This article is written by a student writer from the Her Campus at U Iowa chapter.

 

Your time will eventually come, so why not gear up now?
 
Sweaty palms, fidgety posture, and an unsteady voice can only mean one thing as you nervously walk toward the microphone. The best man and maid of honor toasts are about to begin. You may be wondering, “How does the best man do it?” He strolls toward the front of the reception hall with a perfectly whitened smile and then casually removes the notes of his well-prepared speech from his inside tuxedo pocket. Of course his toast is humorous and compelling—no problem. The crowd applauds and triumphantly lifts their expensive Champagne in the air honoring the newly married couple.
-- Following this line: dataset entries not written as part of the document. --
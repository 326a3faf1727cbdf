//! Entry point an HTTP handler holds: access gating, password challenge and
//! login token issuing behind one cloneable value.

use std::sync::Arc;

use gatehouse_common::types::{Credentials, SignInContext, UserRecord, WorkspaceRef};
use tracing::{debug, info};
use uuid::Uuid;

use crate::{
    challenge::ChallengeService,
    error::AuthError,
    password::Argon2CredentialVerifier,
    ports::{MembershipStore, UserDirectory, WorkspaceAccessChecker, WorkspaceInvitationGateway},
    resolver::AccessResolver,
    token::{LoginTokenService, WorkspaceAccess},
};

/// Result of a successful password sign-in.
#[derive(Debug, Clone)]
pub struct SignInGrant {
    pub user: UserRecord,
    pub workspace_id: Uuid,
    pub login_token: String,
    pub expires_in_seconds: i64,
}

#[derive(Clone)]
pub struct AuthService {
    resolver: AccessResolver,
    challenge: ChallengeService,
    tokens: LoginTokenService,
}

impl AuthService {
    pub fn new(resolver: AccessResolver, challenge: ChallengeService, tokens: LoginTokenService) -> Self {
        Self { resolver, challenge, tokens }
    }

    /// Wires every port to one store and verifies passwords with argon2.
    pub fn with_store<S>(store: Arc<S>, tokens: LoginTokenService, password_auth_enabled: bool) -> Self
    where
        S: UserDirectory
            + MembershipStore
            + WorkspaceInvitationGateway
            + WorkspaceAccessChecker
            + 'static,
    {
        let resolver = AccessResolver::new(store.clone());
        let challenge = ChallengeService::new(
            store.clone(),
            Arc::new(Argon2CredentialVerifier),
            store.clone(),
            store,
        )
        .with_password_auth_enabled(password_auth_enabled);

        Self::new(resolver, challenge, tokens)
    }

    pub async fn check_access_for_sign_in(&self, context: &SignInContext) -> Result<(), AuthError> {
        self.resolver.resolve_access(context).await
    }

    pub async fn challenge(
        &self,
        credentials: &Credentials,
        workspace: &WorkspaceRef,
    ) -> Result<UserRecord, AuthError> {
        self.challenge.challenge(credentials, workspace).await
    }

    pub async fn sign_in_with_password(
        &self,
        credentials: &Credentials,
        workspace: &WorkspaceRef,
    ) -> Result<SignInGrant, AuthError> {
        let user = self.challenge.challenge(credentials, workspace).await?;
        let login_token = self.tokens.issue(user.id, workspace.id)?;

        info!(user_id = %user.id, workspace_id = %workspace.id, "password sign-in succeeded");

        Ok(SignInGrant {
            user,
            workspace_id: workspace.id,
            login_token,
            expires_in_seconds: self.tokens.ttl_seconds(),
        })
    }

    pub fn verify_login_token(&self, token: &str) -> Result<WorkspaceAccess, AuthError> {
        self.tokens.validate(token).map_err(|error| {
            debug!(%error, "login token rejected");
            AuthError::InvalidCredentials
        })
    }
}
Can you compete with that?
 
While there may not be an exact cure to the nerves that make your heart race 10 beats too fast, here are practical tips to deliver a confident, yet witty toast. 
 
Get that Groundwork Going.  Unless you’re a smashing public speaker, standing in front of 300 guests and just ‘winging it’ will not get you the best maid of honor award.  A spur of the moment toast may seem like a good idea during the hellish weeks before the wedding, but the stress you will encounter at the reception is not worth it. Brainstorm and practice in front of a couple girlfriends in advance.
 
Booze and Breathe. You need to relax and sip on some of that liquid courage before your big maid of honor (MOH) debut. But don’t get too crazy; one drink is plenty to alleviate the butterflies. The audience wants to hear you, not some lush with hindered speech. As some of us have learned in yoga, inhale—hold for a minute—and exhale. Even though it is necessary to calm your nerves and muscles, I do not want to catch you practicing downward dog in the back of the reception hall.
 
Short and Sweet.  As MOH, it is your responsibility to keep tabs on the schedule and get the bride to the right place in a timely fashion. It is also your job to cut your speech down from the usual thirty minutes it takes you to tell a story. You don’t want to see your Grandpa snoozing in the front row or your boyfriend in the back waving his hands for you to wrap it up. A short toast is perfect—including just the right amount of sincerity and a significant detail of your friendship. Don’t drag on about how the two of you always got drunk together in college, but rather focus on the memories worth remembering. Maybe the two of you attend Pilates every week or have Sunday brunch twice a month to catch up on each other’s lives. It is always better to be heartfelt rather than long-winded. Get to the point, but express emotion while getting there.
 
Avoid Unnatural Habits.I know you may not have perfect posture like the women on “America’s Next Top Model,” but you need to now. With your spine perfectly aligned, hold the microphone in one hand, with the other nicely at your side. Avoid the terrible habits of twirling your hair, saying ‘like’ and ‘um’ in every other sentence and staring down at your notes sitting on the table. I promise if you do any of these things, you will not look classy or the least bit prepared. Speak clearly, hold eye contact, and do not fidget. After the hard part, lift your glass and toast the happy couple. Easy enough, right? All you brilliant MOH’s will be stars in no time!
 
End on a High Note. Of course there is the possibility that you spent the first five minutes of your toast fidgeting with the silverware on the table or your tone of voice was violently unsteady—but forget about it. As you recite your final words, do it with confidence. Once you’re finished, do not beat yourself up.  Even if you think you totally sucked, do not draw attention to yourself. Remember you are there to celebrate the bride and groom and either way, they appreciate your kind words.
 
The Finish Line.The moment has finally arrived where the six minutes of pain are through and you get to raise your glass and finish the toast with a “Cheers,” “Salute,” or “Congratulations.” Honor the bride and groom with a final blessing and you are on your way to the bouquet toss, dancing and open bar!
 
These 10 magical tips will not only deliver an entertaining and touching toast but will leave the bride and groom wanting more enchanting words from such a kickass maid of honor.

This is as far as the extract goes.